Nepal’s website lists its CEO as Barrister Ngozi Ekeoma who has twice been arraigned by the Economic and Financial Crimes Commission (EFCC) in relation to fraudulent subsidy payments. She has pleaded not guilty to the charges. Phone calls to her company went unanswered.
At least three other companies awarded third quarter allocations - Masters, Matrix and MRS - were also ordered to account for their shipments or refund falsely claimed subsidy money in another government report released last June.
Matrix provided documents to Reuters showing it had since been exonerated by Nigerian authorities.
The other firms declined or did not respond to repeated requests for comment by email and telephone, Reuters reported. It was not clear if these companies had since repaid their debts or been cleared.
The Finance Ministry would not comment on specific firms but provided a document which showed that in total only N14 billion out of N232 billion in questionable claims, or around 6 per cent, had so far been refunded.
The ministry has previously said importers will not be delisted so long as they paid back money owed to the government.
Nigerian authorities have taken some measures to improve controls,” said Marc Gueniat of Swiss NGO The Berne Declaration which campaigns against corruption in the developing world.
“But the fact that certain companies accused of participating in the fraud are continuing to benefit from allocations raises the question of whether the political will to change is sincere,” he added, quoted by Reuters.
Absent from the list of petrol importers are large trading houses like Vitol, Mercuria and Trafigura which have historically played an important role in supplying fuels to Nigeria but have been replaced by local firms.
However, some still provide fuels indirectly to the country or via crude-for-product swap deals.
The government has arraigned some fuel marketers and industry sources say the Petroleum Products Pricing Regulatory Agency (PPPRA) has introduced measures designed to limit abuse of the system.
Officials at PPPRA’s public affairs department did not respond to Daily Trust’s request for comment on the Reuters report.
Industry sources suggested the rise in the number of importers may have been partly an attempt to stave off future supply problems, as some importers struggled to get bank loans.
“What they are doing now is giving smaller allocations to more and more companies because of the credit situation. The number is creeping higher and it could be a cause for concern if it continues,” said Dolapo Oni, oil and gas analyst at Ecobank.
The supply list showed Nigerian energy firm Oando PLC won the biggest allocation of 135,000 tonnes while Total and Folawiyo, in which global commodity merchant Glencore is a minority stakeholder, won 90,000 tonnes each.
Petrol subsidies soaked up N1 trillion last year, equivalent to 20 per cent of the federal budget and exceeding a budgeted N888 billion.

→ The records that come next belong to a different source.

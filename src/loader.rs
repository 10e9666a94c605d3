//! Ontology loading with a bounded cache and a built-in fallback.

use crate::config::LoaderConfig;
use crate::error::{AareError, AareResult};
use crate::types::Ontology;
use std::collections::{BTreeMap, HashMap};
use std::fs;
use std::io::ErrorKind;
use std::path::PathBuf;
use std::sync::{Arc, Mutex, OnceLock, RwLock};
use std::time::Instant;
use tracing::{debug, warn};

const DEFAULT_ONTOLOGY_JSON: &str = include_str!("../ontologies/mortgage-compliance-v1.json");

/// The embedded mortgage compliance ontology.
pub fn default_ontology() -> Arc<Ontology> {
    static DEFAULT: OnceLock<Arc<Ontology>> = OnceLock::new();
    DEFAULT
        .get_or_init(|| {
            let value = serde_json::from_str(DEFAULT_ONTOLOGY_JSON).expect("valid default ontology JSON");
            Arc::new(Ontology::from_value(value).expect("valid default ontology"))
        })
        .clone()
}

/// Where raw ontology documents come from.
pub trait OntologySource: Send + Sync {
    /// Fetch the raw document named `name`.
    fn fetch(&self, name: &str) -> AareResult<serde_json::Value>;

    /// Names of every document the source can serve.
    fn list(&self) -> AareResult<Vec<String>>;
}

/// Thread-safe in-memory document store.
#[derive(Debug, Default)]
pub struct InMemorySource {
    documents: RwLock<BTreeMap<String, serde_json::Value>>,
}

impl InMemorySource {
    pub fn new() -> Self {
        Self::default()
    }

    /// Builder form of [`Self::insert`].
    pub fn with(self, name: impl Into<String>, document: serde_json::Value) -> Self {
        if let Ok(mut documents) = self.documents.write() {
            documents.insert(name.into(), document);
        }
        self
    }

    pub fn insert(&self, name: impl Into<String>, document: serde_json::Value) -> AareResult<()> {
        let mut documents = self.documents.write().map_err(|_| AareError::LockPoisoned {
            resource: "ontology_documents".to_string(),
        })?;
        documents.insert(name.into(), document);
        Ok(())
    }

    pub fn remove(&self, name: &str) -> AareResult<bool> {
        let mut documents = self.documents.write().map_err(|_| AareError::LockPoisoned {
            resource: "ontology_documents".to_string(),
        })?;
        Ok(documents.remove(name).is_some())
    }
}

impl OntologySource for InMemorySource {
    fn fetch(&self, name: &str) -> AareResult<serde_json::Value> {
        let documents = self.documents.read().map_err(|_| AareError::LockPoisoned {
            resource: "ontology_documents".to_string(),
        })?;
        documents
            .get(name)
            .cloned()
            .ok_or_else(|| AareError::OntologyNotFound {
                name: name.to_string(),
            })
    }

    fn list(&self) -> AareResult<Vec<String>> {
        let documents = self.documents.read().map_err(|_| AareError::LockPoisoned {
            resource: "ontology_documents".to_string(),
        })?;
        Ok(documents.keys().cloned().collect())
    }
}

/// Reads `<root>/<name>.json`.
#[derive(Debug, Clone)]
pub struct DirectorySource {
    root: PathBuf,
}

impl DirectorySource {
    pub fn new(root: impl Into<PathBuf>) -> Self {
        Self { root: root.into() }
    }

    fn path_for(&self, name: &str) -> AareResult<PathBuf> {
        if name.is_empty() || name.contains(['/', '\\']) || name.contains("..") {
            return Err(AareError::Validation {
                field: "ontology_name".to_string(),
                message: format!("'{name}' is not a valid ontology name"),
            });
        }
        Ok(self.root.join(format!("{name}.json")))
    }
}

impl OntologySource for DirectorySource {
    fn fetch(&self, name: &str) -> AareResult<serde_json::Value> {
        let path = self.path_for(name)?;
        let raw = fs::read_to_string(&path).map_err(|e| match e.kind() {
            ErrorKind::NotFound => AareError::OntologyNotFound {
                name: name.to_string(),
            },
            _ => AareError::from(e),
        })?;
        Ok(serde_json::from_str(&raw)?)
    }

    fn list(&self) -> AareResult<Vec<String>> {
        let mut names = Vec::new();
        for entry in fs::read_dir(&self.root)? {
            let path = entry?.path();
            if path.extension().is_some_and(|ext| ext == "json") {
                if let Some(stem) = path.file_stem().and_then(|s| s.to_str()) {
                    names.push(stem.to_string());
                }
            }
        }
        names.sort();
        Ok(names)
    }
}

#[derive(Debug)]
struct CacheEntry {
    ontology: Arc<Ontology>,
    loaded_at: Instant,
    last_used: u64,
}

#[derive(Debug, Default)]
struct Cache {
    entries: HashMap<String, CacheEntry>,
    tick: u64,
}

/// Loads validated ontologies from a source through a bounded LRU cache.
///
/// Any fetch or validation failure falls back to [`default_ontology`], so
/// callers always receive a complete document. Only successful loads are
/// cached.
#[derive(Debug)]
pub struct OntologyLoader<S: OntologySource> {
    source: S,
    config: LoaderConfig,
    cache: Mutex<Cache>,
}

impl<S: OntologySource> OntologyLoader<S> {
    pub fn new(source: S) -> Self {
        Self::with_config(source, LoaderConfig::default())
    }

    pub fn with_config(source: S, config: LoaderConfig) -> Self {
        Self {
            source,
            config,
            cache: Mutex::new(Cache::default()),
        }
    }

    pub fn config(&self) -> &LoaderConfig {
        &self.config
    }

    pub fn source(&self) -> &S {
        &self.source
    }

    /// Load `name`, substituting the default ontology on any failure.
    pub fn load(&self, name: &str) -> AareResult<Arc<Ontology>> {
        if let Some(cached) = self.cached(name)? {
            debug!(ontology = name, "ontology cache hit");
            return Ok(cached);
        }
        match self.load_strict(name) {
            Ok(ontology) => {
                let ontology = Arc::new(ontology);
                self.store(name, Arc::clone(&ontology))?;
                Ok(ontology)
            }
            Err(e) => {
                warn!(ontology = name, error = %e, "failed to load ontology, using default");
                Ok(default_ontology())
            }
        }
    }

    /// Fetch and validate `name` without caching or fallback.
    pub fn load_strict(&self, name: &str) -> AareResult<Ontology> {
        let document = self.source.fetch(name)?;
        Ontology::from_value(document)
    }

    /// Drop the cached entry for `name`; returns whether one existed.
    pub fn invalidate(&self, name: &str) -> AareResult<bool> {
        let mut cache = self.lock_cache()?;
        Ok(cache.entries.remove(name).is_some())
    }

    pub fn clear(&self) -> AareResult<()> {
        let mut cache = self.lock_cache()?;
        cache.entries.clear();
        Ok(())
    }

    /// Names currently held in the cache, sorted.
    pub fn cached_names(&self) -> AareResult<Vec<String>> {
        let cache = self.lock_cache()?;
        let mut names: Vec<String> = cache.entries.keys().cloned().collect();
        names.sort();
        Ok(names)
    }

    /// Ontology names the source knows about, or the default name if listing fails.
    pub fn list_available(&self) -> Vec<String> {
        match self.source.list() {
            Ok(names) => names,
            Err(e) => {
                warn!(error = %e, "failed to list ontologies");
                vec![self.config.default_ontology_name.clone()]
            }
        }
    }

    fn lock_cache(&self) -> AareResult<std::sync::MutexGuard<'_, Cache>> {
        self.cache.lock().map_err(|_| AareError::LockPoisoned {
            resource: "ontology_cache".to_string(),
        })
    }

    fn cached(&self, name: &str) -> AareResult<Option<Arc<Ontology>>> {
        let ttl = self.config.ttl();
        let mut cache = self.lock_cache()?;
        cache.tick += 1;
        let tick = cache.tick;
        match cache.entries.get_mut(name) {
            None => return Ok(None),
            Some(entry) if !ttl.is_some_and(|ttl| entry.loaded_at.elapsed() >= ttl) => {
                entry.last_used = tick;
                return Ok(Some(Arc::clone(&entry.ontology)));
            }
            Some(_) => {}
        }
        debug!(ontology = name, "ontology cache entry expired");
        cache.entries.remove(name);
        Ok(None)
    }

    fn store(&self, name: &str, ontology: Arc<Ontology>) -> AareResult<()> {
        if self.config.capacity == 0 {
            return Ok(());
        }
        let mut cache = self.lock_cache()?;
        if !cache.entries.contains_key(name) && cache.entries.len() >= self.config.capacity {
            let oldest = cache
                .entries
                .iter()
                .min_by_key(|(_, entry)| entry.last_used)
                .map(|(key, _)| key.clone());
            if let Some(oldest) = oldest {
                debug!(ontology = %oldest, "evicting least recently used ontology");
                cache.entries.remove(&oldest);
            }
        }
        cache.tick += 1;
        let last_used = cache.tick;
        cache.entries.insert(
            name.to_string(),
            CacheEntry {
                ontology,
                loaded_at: Instant::now(),
                last_used,
            },
        );
        Ok(())
    }
}

#[cfg(test)]
mod tests {
    use super::*;
    use serde_json::json;

    fn document(name: &str, version: &str) -> serde_json::Value {
        json!({
            "name": name,
            "version": version,
            "constraints": [
                {
                    "id": "HIGH_RISK",
                    "formula": {"<=": ["risk_score", 10]},
                    "variables": [{"name": "risk_score", "type": "int"}]
                }
            ],
            "extractors": {}
        })
    }

    fn config(capacity: usize, ttl_secs: Option<u64>) -> LoaderConfig {
        LoaderConfig {
            capacity,
            ttl_secs,
            ..LoaderConfig::default()
        }
    }

    #[test]
    fn default_ontology_is_complete() {
        let ontology = default_ontology();
        assert_eq!(ontology.name, "mortgage-compliance-v1");
        assert_eq!(ontology.version, "1.0.0");
        let ids: Vec<&str> = ontology.constraints.iter().map(|c| c.id.as_str()).collect();
        assert_eq!(
            ids,
            vec![
                "ATR_QM_DTI",
                "HOEPA_HIGH_COST",
                "UDAAP_NO_GUARANTEES",
                "HPML_ESCROW",
                "REG_B_ADVERSE"
            ]
        );
        assert_eq!(ontology.extractors.len(), 10);
    }

    #[test]
    fn loads_from_source() {
        let loader = OntologyLoader::new(InMemorySource::new().with("hipaa", document("hipaa", "2.0.0")));
        let ontology = loader.load("hipaa").expect("load");
        assert_eq!(ontology.version, "2.0.0");
    }

    #[test]
    fn missing_document_falls_back_to_default() {
        let loader = OntologyLoader::new(InMemorySource::new());
        let ontology = loader.load("nope").expect("load");
        assert_eq!(ontology.name, "mortgage-compliance-v1");
        assert!(loader.cached_names().expect("names").is_empty());
        assert!(matches!(
            loader.load_strict("nope"),
            Err(AareError::OntologyNotFound { .. })
        ));
    }

    #[test]
    fn document_missing_required_field_falls_back() {
        let mut doc = document("partial", "1.0.0");
        doc.as_object_mut().expect("object").remove("extractors");
        let loader = OntologyLoader::new(InMemorySource::new().with("partial", doc));
        assert_eq!(
            loader.load_strict("partial"),
            Err(AareError::OntologyInvalid {
                field: "extractors".to_string()
            })
        );
        assert_eq!(loader.load("partial").expect("load").name, "mortgage-compliance-v1");
    }

    #[test]
    fn cache_serves_until_invalidated() {
        let loader = OntologyLoader::new(InMemorySource::new().with("a", document("a", "1")));
        let first = loader.load("a").expect("load");
        loader.source().insert("a", document("a", "2")).expect("insert");
        let second = loader.load("a").expect("load");
        assert!(Arc::ptr_eq(&first, &second));

        assert!(loader.invalidate("a").expect("invalidate"));
        assert_eq!(loader.load("a").expect("load").version, "2");
        assert!(!loader.invalidate("missing").expect("invalidate"));
    }

    #[test]
    fn removed_document_falls_back_once_invalidated() {
        let loader = OntologyLoader::new(InMemorySource::new().with("a", document("a", "1")));
        assert_eq!(loader.load("a").expect("load").name, "a");

        assert!(loader.source().remove("a").expect("remove"));
        assert!(!loader.source().remove("a").expect("remove"));
        assert_eq!(loader.load("a").expect("load").name, "a");

        loader.invalidate("a").expect("invalidate");
        assert_eq!(loader.load("a").expect("load").name, "mortgage-compliance-v1");
        assert!(matches!(
            loader.load_strict("a"),
            Err(AareError::OntologyNotFound { .. })
        ));
    }

    #[test]
    fn zero_ttl_always_refetches() {
        let source = InMemorySource::new().with("a", document("a", "1"));
        let loader = OntologyLoader::with_config(source, config(4, Some(0)));
        let first = loader.load("a").expect("load");
        let second = loader.load("a").expect("load");
        assert!(!Arc::ptr_eq(&first, &second));
    }

    #[test]
    fn least_recently_used_is_evicted() {
        let source = InMemorySource::new()
            .with("a", document("a", "1"))
            .with("b", document("b", "1"))
            .with("c", document("c", "1"));
        let loader = OntologyLoader::with_config(source, config(2, None));
        loader.load("a").expect("a");
        loader.load("b").expect("b");
        loader.load("a").expect("a again");
        loader.load("c").expect("c");
        assert_eq!(loader.cached_names().expect("names"), vec!["a", "c"]);

        loader.clear().expect("clear");
        assert!(loader.cached_names().expect("names").is_empty());
    }

    #[test]
    fn zero_capacity_disables_caching() {
        let loader = OntologyLoader::with_config(
            InMemorySource::new().with("a", document("a", "1")),
            config(0, None),
        );
        loader.load("a").expect("load");
        assert!(loader.cached_names().expect("names").is_empty());
    }

    #[test]
    fn directory_source_reads_json_files() {
        let dir = tempfile::tempdir().expect("tempdir");
        fs::write(dir.path().join("hipaa.json"), document("hipaa", "3.1.0").to_string()).expect("write");
        fs::write(dir.path().join("notes.txt"), "ignored").expect("write");

        let loader = OntologyLoader::new(DirectorySource::new(dir.path()));
        assert_eq!(loader.load("hipaa").expect("load").version, "3.1.0");
        assert_eq!(loader.list_available(), vec!["hipaa"]);
        assert!(matches!(
            loader.load_strict("absent"),
            Err(AareError::OntologyNotFound { .. })
        ));
    }

    #[test]
    fn directory_source_rejects_path_traversal() {
        let source = DirectorySource::new("/tmp");
        assert!(matches!(
            source.fetch("../etc/passwd"),
            Err(AareError::Validation { .. })
        ));
    }

    #[test]
    fn listing_failure_falls_back_to_default_name() {
        let loader = OntologyLoader::new(DirectorySource::new("/nonexistent/aare/ontologies"));
        assert_eq!(loader.list_available(), vec!["mortgage-compliance-v1"]);
    }
}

For this year, the Federal Government budgeted N971.138 billion to pay subsidies but PPPRA executive secretary Mr. Reginald Stanley was quoted to have said last month that no marketer had been paid for this year’s supplies yet.
The Finance Ministry had been paying backlog of subsidy claims for supplies made last year, and a total of N240 billion “verified claims” had been settled by July 15.
“There has been no payment for any marketer importing petroleum products in 2013. This is caused by delays in the payment of subsidy claims by the Federal Ministry of Finance, resulting in interest as foreign exchange differential claims request by marketers,” Stanley had said while briefing a Senate committee in Abuja on June 5
.
A House of Representatives investigation later found the subsidy administration had facilitated more than N1 trillion of corruption over three years, with half the approved fuel imports never arriving or being sold to neighbouring countries.
The list of petrol importers compiled by Reuters using information from five sources showed around 3.4 million tonnes was allocated for the third quarter to more than 40 companies, expanded from 30 last year.
The list showed four companies that failed to cooperate with the House of Representatives probe were named as suppliers. These were Nepal, Fresh Synergy, Ibafon and Techno, which the parliamentary report showed collectively claimed for subsidies of nearly N9.7 billion.
Nepal’s website lists its CEO as Barrister Ngozi Ekeoma who has twice been arraigned by the Economic and Financial Crimes Commission (EFCC) in relation to fraudulent subsidy payments. She has pleaded not guilty to the charges. Phone calls to her company went unanswered.
At least three other companies awarded third quarter allocations - Masters, Matrix and MRS - were also ordered to account for their shipments or refund falsely claimed subsidy money in another government report released last June.
Matrix provided documents to Reuters showing it had since been exonerated by Nigerian authorities.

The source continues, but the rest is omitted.